Ce sont ici des suites de petites histoires sur différents théâtres d’opération. On aborde évidemment la formation des Kamikaze avec le désespoir de voir partir des gamins de la campagne avec à peine une centaine d’heures de vol, à peine capable d’atterrir. Mais c’est aussi le fanatisme présent chez certains gradés qui est effrayant de bêtise et qui pousse des innocents à perdre la vie sans aucun gain pour qui que ce soit. La guerre dans toute sa stupidité.

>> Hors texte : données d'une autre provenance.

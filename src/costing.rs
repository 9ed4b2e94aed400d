//! Costing
//!
//! Derives the selling price, tax, margin and budget position of a tier from its settings and
//! the products it currently resolves to. Nothing here is cached: a breakdown is recomputed
//! from the live catalog every time it is asked for.

use rust_decimal::Decimal;
use serde::Serialize;
use thiserror::Error;
use tracing::debug;

use crate::{
    products::{Product, ProductId},
    tiers::{Tier, TierSettings},
};

/// Errors that can occur while costing a tier.
#[derive(Debug, Error, PartialEq, Eq)]
pub enum CostingError {
    /// An intermediate amount does not fit in a `Decimal`.
    #[error("{0} is too large to compute")]
    Overflow(&'static str),
}

/// Derived financial figures for one tier.
#[derive(Debug, Clone, Copy, PartialEq, Eq, Serialize)]
#[serde(rename_all = "camelCase")]
pub struct Breakdown {
    /// Sum of retail prices of the resolved products
    pub total_retail: Decimal,

    /// Sum of platform prices of the resolved products
    pub total_our_cost: Decimal,

    /// Retail total after the tier discount
    pub product_discounted_price: Decimal,

    /// Box, labour and logistics per set
    pub other_costs: Decimal,

    /// Our cost per set, products plus add-ons
    pub unit_our_total_cost: Decimal,

    /// Selling price per set before tax
    pub unit_untaxed_price: Decimal,

    /// Tax per set
    pub unit_tax: Decimal,

    /// Selling price per set including tax
    pub final_unit_selling_price: Decimal,

    /// Final unit price times quantity
    pub total_contract_amount: Decimal,

    /// Gross margin on the untaxed price, in percent
    pub margin_rate: Decimal,

    /// Whether the discounted product total exceeds the tier budget
    pub is_over_budget: bool,

    /// Discounted product total minus the budget; positive when over
    pub budget_deviation: Decimal,

    /// Selected ids that resolved to a product
    pub resolved_count: usize,

    /// Selected ids that no longer resolve
    pub dangling_count: usize,
}

/// Resolve a tier's selection in order, dropping ids that no longer exist.
pub fn resolve_products<'a, F>(tier: &Tier, resolve: F) -> Vec<&'a Product>
where
    F: Fn(&ProductId) -> Option<&'a Product>,
{
    tier.selected_product_ids
        .iter()
        .filter_map(|id| {
            let product = resolve(id);

            if product.is_none() {
                debug!(tier = %tier.id, product = %id, "dangling product reference");
            }

            product
        })
        .collect()
}

/// Compute the breakdown for a tier against the live catalog.
///
/// # Errors
///
/// Returns [`CostingError::Overflow`] if any derived amount exceeds the `Decimal` range.
pub fn compute_breakdown<'a, F>(tier: &Tier, resolve: F) -> Result<Breakdown, CostingError>
where
    F: Fn(&ProductId) -> Option<&'a Product>,
{
    let products = resolve_products(tier, resolve);
    let dangling_count = tier.selected_product_ids.len() - products.len();

    breakdown_for(&tier.settings, &products, dangling_count)
}

/// Compute a breakdown from settings and already resolved products.
///
/// # Errors
///
/// Returns [`CostingError::Overflow`] if any derived amount exceeds the `Decimal` range.
pub fn breakdown_for(
    settings: &TierSettings,
    products: &[&Product],
    dangling_count: usize,
) -> Result<Breakdown, CostingError> {
    let total_retail = sum(products.iter().map(|p| p.retail_price), "total retail")?;
    let total_our_cost = sum(products.iter().map(|p| p.platform_price), "total cost")?;

    let product_discounted_price =
        apply_percent(total_retail, settings.discount_rate, "discounted price")?;
    let other_costs = sum(
        [settings.box_cost, settings.labor_cost, settings.logistics_cost],
        "other costs",
    )?;

    let unit_our_total_cost = add(total_our_cost, other_costs, "unit cost")?;
    let unit_untaxed_price = add(product_discounted_price, other_costs, "untaxed price")?;
    let unit_tax = apply_percent(unit_untaxed_price, settings.tax_rate, "unit tax")?;
    let final_unit_selling_price = add(unit_untaxed_price, unit_tax, "final unit price")?;
    let total_contract_amount = final_unit_selling_price
        .checked_mul(Decimal::from(settings.quantity))
        .ok_or(CostingError::Overflow("contract total"))?;

    let margin_rate = if unit_untaxed_price.is_zero() {
        Decimal::ZERO
    } else {
        unit_untaxed_price
            .checked_sub(unit_our_total_cost)
            .and_then(|profit| profit.checked_div(unit_untaxed_price))
            .and_then(|ratio| ratio.checked_mul(Decimal::ONE_HUNDRED))
            .ok_or(CostingError::Overflow("margin"))?
    };

    let budget_deviation = product_discounted_price
        .checked_sub(settings.target_tier_price)
        .ok_or(CostingError::Overflow("budget deviation"))?;

    Ok(Breakdown {
        total_retail,
        total_our_cost,
        product_discounted_price,
        other_costs,
        unit_our_total_cost,
        unit_untaxed_price,
        unit_tax,
        final_unit_selling_price,
        total_contract_amount,
        margin_rate,
        is_over_budget: product_discounted_price > settings.target_tier_price,
        budget_deviation,
        resolved_count: products.len(),
        dangling_count,
    })
}

/// A single product's retail price after the tier discount.
///
/// # Errors
///
/// Returns [`CostingError::Overflow`] if the discounted price exceeds the `Decimal` range.
pub fn discounted_unit_price(
    product: &Product,
    settings: &TierSettings,
) -> Result<Decimal, CostingError> {
    apply_percent(product.retail_price, settings.discount_rate, "discounted price")
}

/// Take `points` percent (80 means 0.8) of `amount`.
fn apply_percent(
    amount: Decimal,
    points: Decimal,
    what: &'static str,
) -> Result<Decimal, CostingError> {
    points
        .checked_div(Decimal::ONE_HUNDRED)
        .and_then(|fraction| fraction.checked_mul(amount))
        .ok_or(CostingError::Overflow(what))
}

fn add(lhs: Decimal, rhs: Decimal, what: &'static str) -> Result<Decimal, CostingError> {
    lhs.checked_add(rhs).ok_or(CostingError::Overflow(what))
}

fn sum(
    amounts: impl IntoIterator<Item = Decimal>,
    what: &'static str,
) -> Result<Decimal, CostingError> {
    amounts
        .into_iter()
        .try_fold(Decimal::ZERO, |total, amount| add(total, amount, what))
}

Ce volume est surtout consacré à ces combattants qui savent qu’ils sont condamnés à plus ou moins brève échéance et essaye juste de survivre mission après mission face à des hordes toujours plus nombreuses d’ennemis. Ils voient même leur propre pays s’enflammer sous les bombes américaines, touchant leur famille autrefois à l’abri.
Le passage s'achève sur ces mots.